- _YOUR ASSIGNMENT_: Print the data again, exactly.

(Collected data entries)
◆ ◆ ◆

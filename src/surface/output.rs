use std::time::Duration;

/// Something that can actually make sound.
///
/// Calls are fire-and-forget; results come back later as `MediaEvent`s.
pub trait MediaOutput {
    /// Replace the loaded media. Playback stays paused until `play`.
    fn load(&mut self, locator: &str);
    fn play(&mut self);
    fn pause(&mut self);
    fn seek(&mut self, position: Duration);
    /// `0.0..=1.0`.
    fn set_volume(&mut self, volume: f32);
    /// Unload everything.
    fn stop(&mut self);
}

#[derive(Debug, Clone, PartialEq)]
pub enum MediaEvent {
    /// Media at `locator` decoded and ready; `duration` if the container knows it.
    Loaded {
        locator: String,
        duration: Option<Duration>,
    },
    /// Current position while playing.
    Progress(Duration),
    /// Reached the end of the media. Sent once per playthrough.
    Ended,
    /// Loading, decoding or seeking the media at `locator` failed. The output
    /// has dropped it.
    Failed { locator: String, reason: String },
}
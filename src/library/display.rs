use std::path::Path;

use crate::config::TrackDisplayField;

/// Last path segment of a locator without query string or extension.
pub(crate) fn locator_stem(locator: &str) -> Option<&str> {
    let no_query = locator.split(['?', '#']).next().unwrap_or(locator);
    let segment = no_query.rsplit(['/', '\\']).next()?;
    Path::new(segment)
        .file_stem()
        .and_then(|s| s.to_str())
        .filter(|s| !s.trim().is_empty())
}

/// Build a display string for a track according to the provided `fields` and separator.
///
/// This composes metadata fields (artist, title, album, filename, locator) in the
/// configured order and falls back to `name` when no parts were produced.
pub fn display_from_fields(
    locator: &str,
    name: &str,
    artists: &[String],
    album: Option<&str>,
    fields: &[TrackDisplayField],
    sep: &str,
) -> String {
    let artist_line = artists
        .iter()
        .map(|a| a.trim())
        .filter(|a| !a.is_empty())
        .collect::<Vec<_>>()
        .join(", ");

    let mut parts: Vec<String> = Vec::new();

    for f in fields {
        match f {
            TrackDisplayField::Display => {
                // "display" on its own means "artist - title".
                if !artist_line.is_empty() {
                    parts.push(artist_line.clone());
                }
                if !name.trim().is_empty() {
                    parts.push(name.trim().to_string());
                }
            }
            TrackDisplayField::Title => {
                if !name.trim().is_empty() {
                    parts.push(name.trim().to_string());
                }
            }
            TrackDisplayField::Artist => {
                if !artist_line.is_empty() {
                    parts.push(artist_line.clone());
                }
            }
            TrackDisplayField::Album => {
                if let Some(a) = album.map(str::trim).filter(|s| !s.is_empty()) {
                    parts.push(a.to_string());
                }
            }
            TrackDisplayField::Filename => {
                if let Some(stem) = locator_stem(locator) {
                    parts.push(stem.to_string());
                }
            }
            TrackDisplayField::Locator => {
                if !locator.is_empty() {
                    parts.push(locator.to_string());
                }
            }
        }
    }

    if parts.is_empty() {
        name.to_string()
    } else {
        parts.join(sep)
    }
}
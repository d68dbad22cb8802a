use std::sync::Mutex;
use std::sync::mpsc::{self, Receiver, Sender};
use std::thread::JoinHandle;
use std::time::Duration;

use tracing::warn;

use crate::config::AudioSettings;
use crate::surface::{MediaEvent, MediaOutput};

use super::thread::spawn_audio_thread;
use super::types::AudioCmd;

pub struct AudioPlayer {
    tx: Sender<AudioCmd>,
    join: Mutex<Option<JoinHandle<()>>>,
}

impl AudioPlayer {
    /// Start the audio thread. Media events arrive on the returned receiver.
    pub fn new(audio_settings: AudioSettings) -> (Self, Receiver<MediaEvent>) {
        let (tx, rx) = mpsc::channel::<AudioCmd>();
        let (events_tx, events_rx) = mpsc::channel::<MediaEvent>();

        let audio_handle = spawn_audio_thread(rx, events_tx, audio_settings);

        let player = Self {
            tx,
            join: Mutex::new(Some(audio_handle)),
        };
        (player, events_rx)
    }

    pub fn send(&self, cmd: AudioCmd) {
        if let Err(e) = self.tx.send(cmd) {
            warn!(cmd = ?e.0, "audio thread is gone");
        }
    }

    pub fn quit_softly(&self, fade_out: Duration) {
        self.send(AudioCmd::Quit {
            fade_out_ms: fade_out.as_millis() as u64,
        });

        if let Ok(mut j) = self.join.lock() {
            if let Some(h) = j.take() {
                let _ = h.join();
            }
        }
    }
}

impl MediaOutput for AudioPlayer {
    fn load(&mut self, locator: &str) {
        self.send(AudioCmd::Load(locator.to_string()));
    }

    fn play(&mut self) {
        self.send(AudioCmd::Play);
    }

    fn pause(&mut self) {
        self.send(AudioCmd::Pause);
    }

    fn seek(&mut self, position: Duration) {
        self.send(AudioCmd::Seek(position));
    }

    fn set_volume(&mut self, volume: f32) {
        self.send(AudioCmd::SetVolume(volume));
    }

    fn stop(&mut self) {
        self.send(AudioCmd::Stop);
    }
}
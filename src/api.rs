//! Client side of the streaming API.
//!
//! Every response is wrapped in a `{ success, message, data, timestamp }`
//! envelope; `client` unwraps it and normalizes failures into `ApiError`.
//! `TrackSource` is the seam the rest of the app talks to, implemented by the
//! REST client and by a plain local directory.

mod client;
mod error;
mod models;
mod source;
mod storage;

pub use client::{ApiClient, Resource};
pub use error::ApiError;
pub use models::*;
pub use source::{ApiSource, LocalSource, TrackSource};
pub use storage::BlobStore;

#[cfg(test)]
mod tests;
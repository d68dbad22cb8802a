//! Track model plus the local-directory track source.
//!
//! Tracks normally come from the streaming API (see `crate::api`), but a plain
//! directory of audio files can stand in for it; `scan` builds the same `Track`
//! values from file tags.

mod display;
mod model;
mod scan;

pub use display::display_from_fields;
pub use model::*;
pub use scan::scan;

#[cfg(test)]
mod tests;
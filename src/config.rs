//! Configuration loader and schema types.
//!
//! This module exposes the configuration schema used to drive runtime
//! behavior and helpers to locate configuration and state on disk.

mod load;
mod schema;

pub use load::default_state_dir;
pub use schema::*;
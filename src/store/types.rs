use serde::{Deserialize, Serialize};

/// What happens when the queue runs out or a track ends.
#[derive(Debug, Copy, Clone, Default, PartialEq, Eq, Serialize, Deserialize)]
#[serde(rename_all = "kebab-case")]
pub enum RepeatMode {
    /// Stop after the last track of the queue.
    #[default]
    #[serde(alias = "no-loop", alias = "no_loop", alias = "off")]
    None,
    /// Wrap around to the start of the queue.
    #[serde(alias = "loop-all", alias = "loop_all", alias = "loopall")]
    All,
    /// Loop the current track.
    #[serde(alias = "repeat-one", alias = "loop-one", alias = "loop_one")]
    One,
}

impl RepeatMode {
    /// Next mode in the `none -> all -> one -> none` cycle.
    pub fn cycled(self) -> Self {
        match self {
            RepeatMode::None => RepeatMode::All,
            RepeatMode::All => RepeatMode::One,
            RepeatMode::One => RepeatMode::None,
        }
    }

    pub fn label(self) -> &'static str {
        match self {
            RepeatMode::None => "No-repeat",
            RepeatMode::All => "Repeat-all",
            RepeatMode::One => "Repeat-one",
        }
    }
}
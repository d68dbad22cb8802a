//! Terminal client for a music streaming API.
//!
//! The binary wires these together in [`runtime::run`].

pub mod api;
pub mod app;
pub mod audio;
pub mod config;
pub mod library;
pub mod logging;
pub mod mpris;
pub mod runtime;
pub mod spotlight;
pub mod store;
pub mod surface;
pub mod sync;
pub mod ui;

◆ ◆ ◆

- _OUTPUT OF THE TASK_:
filename src/surface/output.rs
use std::time::Duration;

/// Something that can actually make sound.
///
/// Calls are fire-and-forget; results come back later as `MediaEvent`s.
pub trait MediaOutput {
    /// Replace the loaded media. Playback stays paused until `play`.
    fn load(&mut self, locator: &str);
    fn play(&mut self);
    fn pause(&mut self);
    fn seek(&mut self, position: Duration);
    /// `0.0..=1.0`.
    fn set_volume(&mut self, volume: f32);
    /// Unload everything.
    fn stop(&mut self);
}

#[derive(Debug, Clone, PartialEq)]
pub enum MediaEvent {
    /// Media at `locator` decoded and ready; `duration` if the container knows it.
    Loaded {
        locator: String,
        duration: Option<Duration>,
    },
    /// Current position while playing.
    Progress(Duration),
    /// Reached the end of the media. Sent once per playthrough.
    Ended,
    /// Loading, decoding or seeking the media at `locator` failed. The output
    /// has dropped it.
    Failed { locator: String, reason: String },
}
filename src/library/display.rs
use std::path::Path;

use crate::config::TrackDisplayField;

/// Last path segment of a locator without query string or extension.
pub(crate) fn locator_stem(locator: &str) -> Option<&str> {
    let no_query = locator.split(['?', '#']).next().unwrap_or(locator);
    let segment = no_query.rsplit(['/', '\\']).next()?;
    Path::new(segment)
        .file_stem()
        .and_then(|s| s.to_str())
        .filter(|s| !s.trim().is_empty())
}

/// Build a display string for a track according to the provided `fields` and separator.
///
/// This composes metadata fields (artist, title, album, filename, locator) in the
/// configured order and falls back to `name` when no parts were produced.
pub fn display_from_fields(
    locator: &str,
    name: &str,
    artists: &[String],
    album: Option<&str>,
    fields: &[TrackDisplayField],
    sep: &str,
) -> String {
    let artist_line = artists
        .iter()
        .map(|a| a.trim())
        .filter(|a| !a.is_empty())
        .collect::<Vec<_>>()
        .join(", ");

    let mut parts: Vec<String> = Vec::new();

    for f in fields {
        match f {
            TrackDisplayField::Display => {
                // "display" on its own means "artist - title".
                if !artist_line.is_empty() {
                    parts.push(artist_line.clone());
                }
                if !name.trim().is_empty() {
                    parts.push(name.trim().to_string());
                }
            }
            TrackDisplayField::Title => {
                if !name.trim().is_empty() {
                    parts.push(name.trim().to_string());
                }
            }
            TrackDisplayField::Artist => {
                if !artist_line.is_empty() {
                    parts.push(artist_line.clone());
                }
            }
            TrackDisplayField::Album => {
                if let Some(a) = album.map(str::trim).filter(|s| !s.is_empty()) {
                    parts.push(a.to_string());
                }
            }
            TrackDisplayField::Filename => {
                if let Some(stem) = locator_stem(locator) {
                    parts.push(stem.to_string());
                }
            }
            TrackDisplayField::Locator => {
                if !locator.is_empty() {
                    parts.push(locator.to_string());
                }
            }
        }
    }

    if parts.is_empty() {
        name.to_string()
    } else {
        parts.join(sep)
    }
}
repository d68dbad22cb8802a
use std::sync::Mutex;
use std::sync::mpsc::{self, Receiver, Sender};
use std::thread::JoinHandle;
use std::time::Duration;

use tracing::warn;

use crate::config::AudioSettings;
use crate::surface::{MediaEvent, MediaOutput};

use super::thread::spawn_audio_thread;
use super::types::AudioCmd;

pub struct AudioPlayer {
    tx: Sender<AudioCmd>,
    join: Mutex<Option<JoinHandle<()>>>,
}

impl AudioPlayer {
    /// Start the audio thread. Media events arrive on the returned receiver.
    pub fn new(audio_settings: AudioSettings) -> (Self, Receiver<MediaEvent>) {
        let (tx, rx) = mpsc::channel::<AudioCmd>();
        let (events_tx, events_rx) = mpsc::channel::<MediaEvent>();

        let audio_handle = spawn_audio_thread(rx, events_tx, audio_settings);

        let player = Self {
            tx,
            join: Mutex::new(Some(audio_handle)),
        };
        (player, events_rx)
    }

    pub fn send(&self, cmd: AudioCmd) {
        if let Err(e) = self.tx.send(cmd) {
            warn!(cmd = ?e.0, "audio thread is gone");
        }
    }

    pub fn quit_softly(&self, fade_out: Duration) {
        self.send(AudioCmd::Quit {
            fade_out_ms: fade_out.as_millis() as u64,
        });

        if let Ok(mut j) = self.join.lock() {
            if let Some(h) = j.take() {
                let _ = h.join();
            }
        }
    }
}

impl MediaOutput for AudioPlayer {
    fn load(&mut self, locator: &str) {
        self.send(AudioCmd::Load(locator.to_string()));
    }

    fn play(&mut self) {
        self.send(AudioCmd::Play);
    }

    fn pause(&mut self) {
        self.send(AudioCmd::Pause);
    }

    fn seek(&mut self, position: Duration) {
        self.send(AudioCmd::Seek(position));
    }

    fn set_volume(&mut self, volume: f32) {
        self.send(AudioCmd::SetVolume(volume));
    }

    fn stop(&mut self) {
        self.send(AudioCmd::Stop);
    }
}
filename src/api.rs
//! Client side of the streaming API.
//!
//! Every response is wrapped in a `{ success, message, data, timestamp }`
//! envelope; `client` unwraps it and normalizes failures into `ApiError`.
//! `TrackSource` is the seam the rest of the app talks to, implemented by the
//! REST client and by a plain local directory.

mod client;
mod error;
mod models;
mod source;
mod storage;

pub use client::{ApiClient, Resource};
pub use error::ApiError;
pub use models::*;
pub use source::{ApiSource, LocalSource, TrackSource};
pub use storage::BlobStore;

#[cfg(test)]
mod tests;
repository d68dbad22cb8802a
//! Track model plus the local-directory track source.
//!
//! Tracks normally come from the streaming API (see `crate::api`), but a plain
//! directory of audio files can stand in for it; `scan` builds the same `Track`
//! values from file tags.

mod display;
mod model;
mod scan;

pub use display::display_from_fields;
pub use model::*;
pub use scan::scan;

#[cfg(test)]
mod tests;
filename src/config.rs
//! Configuration loader and schema types.
//!
//! This module exposes the configuration schema used to drive runtime
//! behavior and helpers to locate configuration and state on disk.

mod load;
mod schema;

pub use load::default_state_dir;
pub use schema::*;
filename src/store/types.rs
use serde::{Deserialize, Serialize};

/// What happens when the queue runs out or a track ends.
#[derive(Debug, Copy, Clone, Default, PartialEq, Eq, Serialize, Deserialize)]
#[serde(rename_all = "kebab-case")]
pub enum RepeatMode {
    /// Stop after the last track of the queue.
    #[default]
    #[serde(alias = "no-loop", alias = "no_loop", alias = "off")]
    None,
    /// Wrap around to the start of the queue.
    #[serde(alias = "loop-all", alias = "loop_all", alias = "loopall")]
    All,
    /// Loop the current track.
    #[serde(alias = "repeat-one", alias = "loop-one", alias = "loop_one")]
    One,
}

impl RepeatMode {
    /// Next mode in the `none -> all -> one -> none` cycle.
    pub fn cycled(self) -> Self {
        match self {
            RepeatMode::None => RepeatMode::All,
            RepeatMode::All => RepeatMode::One,
            RepeatMode::One => RepeatMode::None,
        }
    }

    pub fn label(self) -> &'static str {
        match self {
            RepeatMode::None => "No-repeat",
            RepeatMode::All => "Repeat-all",
            RepeatMode::One => "Repeat-one",
        }
    }
}
repository d68dbad22cb8802a
//! Terminal client for a music streaming API.
//!
//! The binary wires these together in [`runtime::run`].

pub mod api;
pub mod app;
pub mod audio;
pub mod config;
pub mod library;
pub mod logging;
pub mod mpris;
pub mod runtime;
pub mod spotlight;
pub mod store;
pub mod surface;
pub mod sync;
pub mod ui;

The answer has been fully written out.